---- Working data
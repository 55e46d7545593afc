use std::sync::Arc;

use tracing::debug;

use crate::config::{ClientConfig, Environment};
use crate::error::Error;
use crate::executor::Executor;
use crate::groups::{Accounting, Clients, IntraTransfer, Loans, Products, Savings};
use crate::transport::build_http_client;

/// Entry point of the SDK: one API key, one environment, one connection pool.
///
/// Every accessor returns a fresh endpoint group with its own executor over
/// the shared configuration.
#[derive(Debug)]
pub struct WoodCore {
    config: Arc<ClientConfig>,
    http_client: reqwest::Client,
}

impl WoodCore {
    /// Create a client for an API key, routed by the key's prefix.
    ///
    /// # Errors
    /// [`Error::Configuration`] if the key is missing or the HTTP client
    /// cannot be built.
    pub fn new(api_key: impl Into<String>) -> Result<Self, Error> {
        Self::from_config(ClientConfig::new(api_key)?)
    }

    /// Create client from configuration
    ///
    /// # Errors
    /// [`Error::Configuration`] if the HTTP client cannot be built.
    pub fn from_config(config: ClientConfig) -> Result<Self, Error> {
        let http_client = build_http_client(&config)?;
        debug!(
            environment = config.environment().as_str(),
            base_url = config.base_url(),
            "woodcore client configured"
        );
        Ok(Self {
            config: Arc::new(config),
            http_client,
        })
    }

    /// Create a client from `WOODCORE_*` environment variables.
    ///
    /// # Errors
    /// See [`ClientConfig::from_env`].
    pub fn from_env() -> Result<Self, Error> {
        Self::from_config(ClientConfig::from_env()?)
    }

    #[must_use]
    pub fn config(&self) -> &ClientConfig {
        &self.config
    }

    #[must_use]
    pub fn environment(&self) -> Environment {
        self.config.environment()
    }

    #[must_use]
    pub fn base_url(&self) -> &str {
        self.config.base_url()
    }

    /// A new executor for hand-built descriptors.
    #[must_use]
    pub fn executor(&self) -> Executor {
        Executor::new(self.http_client.clone(), Arc::clone(&self.config))
    }

    /// General ledger accounts and journal entries.
    #[must_use]
    pub fn accounting(&self) -> Accounting {
        Accounting::new(self.executor())
    }

    /// Customer accounts.
    #[must_use]
    pub fn clients(&self) -> Clients {
        Clients::new(self.executor())
    }

    /// Transfers between accounts of the same bank.
    #[must_use]
    pub fn intra_transfer(&self) -> IntraTransfer {
        IntraTransfer::new(self.executor())
    }

    /// Loan lifecycle.
    #[must_use]
    pub fn loans(&self) -> Loans {
        Loans::new(self.executor())
    }

    /// Savings, loan and fixed deposit product catalogs.
    #[must_use]
    pub fn products(&self) -> Products {
        Products::new(self.executor())
    }

    /// Savings and fixed deposit account lifecycle.
    #[must_use]
    pub fn savings(&self) -> Savings {
        Savings::new(self.executor())
    }
}
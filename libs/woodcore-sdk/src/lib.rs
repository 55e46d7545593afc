//! WoodCore client SDK
//!
//! Async client for the WoodCore core-banking API. The SDK is a thin layer
//! over one generic request executor:
//!
//! - Execute request descriptors with bearer authentication and JSON bodies
//! - Coalesce concurrent identical calls into one network request
//! - Inject default `page`/`perPage` on paged GET requests
//! - Stream every page of a list endpoint lazily
//! - Expose each API area as an endpoint group generated from a table
//!
//! The environment is chosen from the API key: keys starting with `wc_test`
//! go to the test host, every other key goes to production.
//!
//! # Examples
//!
//! ## Calling an endpoint
//!
//! ```no_run
//! use woodcore_sdk::{Params, WoodCore};
//!
//! # async fn example() -> Result<(), woodcore_sdk::Error> {
//! let client = WoodCore::new("wc_test_...")?;
//!
//! let loan = client
//!     .loans()
//!     .retrieve_loan_account(Params::new().with("loanAccountId", 42))
//!     .await?;
//! println!("{loan}");
//! # Ok(())
//! # }
//! ```
//!
//! ## Iterating pages
//!
//! ```no_run
//! use futures::StreamExt;
//! use woodcore_sdk::{Params, WoodCore};
//!
//! # async fn example() -> Result<(), woodcore_sdk::Error> {
//! let client = WoodCore::from_env()?;
//!
//! let mut pages = client
//!     .clients()
//!     .retrieve_customer_pages(Params::new().with("perPage", 50))?;
//! while let Some(page) = pages.next().await {
//!     let page = page?;
//!     println!("{}", page["data"]);
//! }
//! # Ok(())
//! # }
//! ```
//!
//! ## Hand-built descriptors
//!
//! ```no_run
//! use woodcore_sdk::{Method, RequestDescriptor, WoodCore};
//!
//! # async fn example() -> Result<(), woodcore_sdk::Error> {
//! let client = WoodCore::new("wc_live_...")?;
//!
//! let descriptor = RequestDescriptor::builder()
//!     .method(Method::POST)
//!     .path("/savingsaccounts/7/block")
//!     .build()?;
//! let outcome = client.executor().execute(descriptor).await?;
//! println!("{outcome}");
//! # Ok(())
//! # }
//! ```

mod client;
mod config;
mod endpoint;
mod error;
mod executor;
pub mod groups;
mod pages;
mod request;
mod transport;

// Re-export public API
pub use client::WoodCore;
pub use config::{API_KEY_ENV, BASE_URL_ENV, ClientConfig, Environment, TIMEOUT_ENV};
pub use endpoint::{Endpoint, Verb};
pub use error::Error;
pub use executor::Executor;
pub use groups::{Accounting, Clients, IntraTransfer, Loans, Products, Savings};
pub use pages::PageStream;
pub use request::{DEFAULT_PER_PAGE, FIRST_PAGE, Params, RequestDescriptor, RequestDescriptorBuilder};

// Re-export commonly used types from dependencies
pub use http::{Method, StatusCode};
use futures::StreamExt;
use futures::stream::{self, BoxStream};
use serde_json::{Map, Value};
use tracing::trace;

use crate::error::Error;
use crate::executor::Executor;
use crate::request::{FIRST_PAGE, RequestDescriptor, as_page_number};

/// Lazy stream of response pages. Each item is a full response body.
///
/// The stream ends after the last page or after the first error.
pub type PageStream = BoxStream<'static, Result<Value, Error>>;

struct PageCursor {
    executor: Executor,
    descriptor: RequestDescriptor,
    current_page: u64,
    exhausted: bool,
}

pub(crate) fn page_stream(executor: Executor, mut descriptor: RequestDescriptor) -> PageStream {
    if !descriptor.is_get() {
        return stream::empty().boxed();
    }

    let current_page = descriptor.page().unwrap_or(FIRST_PAGE);
    descriptor.set_page(current_page);

    let cursor = PageCursor {
        executor,
        descriptor,
        current_page,
        exhausted: false,
    };

    stream::unfold(cursor, |mut cursor| async move {
        if cursor.exhausted {
            return None;
        }

        cursor.descriptor.set_page(cursor.current_page);
        trace!(
            path = cursor.descriptor.path(),
            page = cursor.current_page,
            "fetching page"
        );

        let result = cursor.executor.execute(cursor.descriptor.clone()).await;
        match result {
            Ok(page) => {
                if is_last_page(&page, cursor.current_page) {
                    cursor.exhausted = true;
                } else {
                    cursor.current_page += 1;
                }
                Some((Ok(page), cursor))
            }
            Err(err) => {
                cursor.exhausted = true;
                Some((Err(err), cursor))
            }
        }
    })
    .boxed()
}

/// Pagination metadata lives under `data.meta`; a top-level `meta` is accepted too.
fn pagination_meta(body: &Value) -> Option<&Map<String, Value>> {
    body.get("data")
        .and_then(|data| data.get("meta"))
        .or_else(|| body.get("meta"))
        .and_then(Value::as_object)
}

/// A page is the last one unless the metadata names a later page.
///
/// The requested page is a lower bound for the current one, so a server
/// that ignores `page` still ends the stream once `totalPage` is reached.
fn is_last_page(body: &Value, requested_page: u64) -> bool {
    let Some(meta) = pagination_meta(body) else {
        return true;
    };
    let Some(total_pages) = meta.get("totalPage").and_then(as_page_number) else {
        return true;
    };
    let current_page = meta
        .get("currentPage")
        .and_then(as_page_number)
        .map_or(requested_page, |page| page.max(requested_page));
    current_page >= total_pages
}
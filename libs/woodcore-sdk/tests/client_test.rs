use httpmock::prelude::*;
use serde_json::json;
use woodcore_sdk::{API_KEY_ENV, BASE_URL_ENV, Environment, Error, Params, TIMEOUT_ENV, WoodCore};

#[test]
fn test_empty_key_fails_before_configuration() {
    for key in ["", "  "] {
        let err = WoodCore::new(key).unwrap_err();
        assert!(matches!(err, Error::Configuration(_)));
        assert_eq!(err.message(), "API Key is required");
    }
}

#[test]
fn test_key_prefix_selects_environment() {
    let test = WoodCore::new("wc_test_abc").unwrap();
    assert_eq!(test.environment(), Environment::Test);
    assert_eq!(test.base_url(), "https://spark.test.woodcoreapp.com/api/v2");

    for key in ["wc_live_abc", "abc", "WC_TEST_abc"] {
        let client = WoodCore::new(key).unwrap();
        assert_eq!(client.environment(), Environment::Production, "key {key}");
        assert_eq!(client.base_url(), "https://spark.woodcoreapp.com/api/v2");
    }
}

#[test]
fn test_from_env_without_key_fails() {
    temp_env::with_vars_unset([API_KEY_ENV, BASE_URL_ENV, TIMEOUT_ENV], || {
        let err = WoodCore::from_env().unwrap_err();
        assert_eq!(err.name(), "ConfigurationError");
    });
}

#[test]
fn test_from_env_rejects_invalid_base_url() {
    temp_env::with_vars(
        [
            (API_KEY_ENV, Some("wc_test_env")),
            (BASE_URL_ENV, Some("ftp://example.com")),
            (TIMEOUT_ENV, None),
        ],
        || {
            let err = WoodCore::from_env().unwrap_err();
            assert!(matches!(err, Error::Configuration(_)));
        },
    );
}

#[tokio::test]
async fn test_from_env_routes_requests_to_override() {
    let server = MockServer::start_async().await;
    let mock = server
        .mock_async(|when, then| {
            when.method(GET)
                .path("/clients/12")
                .header("Authorization", "Bearer wc_test_env");
            then.status(200).json_body(json!({"data": {"id": 12}}));
        })
        .await;

    let base_url = server.base_url();
    let client = temp_env::async_with_vars(
        [
            (API_KEY_ENV, Some("wc_test_env")),
            (BASE_URL_ENV, Some(base_url.as_str())),
            (TIMEOUT_ENV, Some("10")),
        ],
        async { WoodCore::from_env() },
    )
    .await
    .unwrap();

    assert_eq!(client.environment(), Environment::Test);
    assert_eq!(client.config().timeout().map(|t| t.as_secs()), Some(10));

    let body = client
        .clients()
        .retrieve_client(Params::new().with("clientId", 12))
        .await
        .unwrap();
    assert_eq!(body["data"]["id"], json!(12));
    mock.assert_async().await;
}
--------
Task requirements - How many lines in these records hold the string "perPage"? Reply with the number alone.

Task answer - 2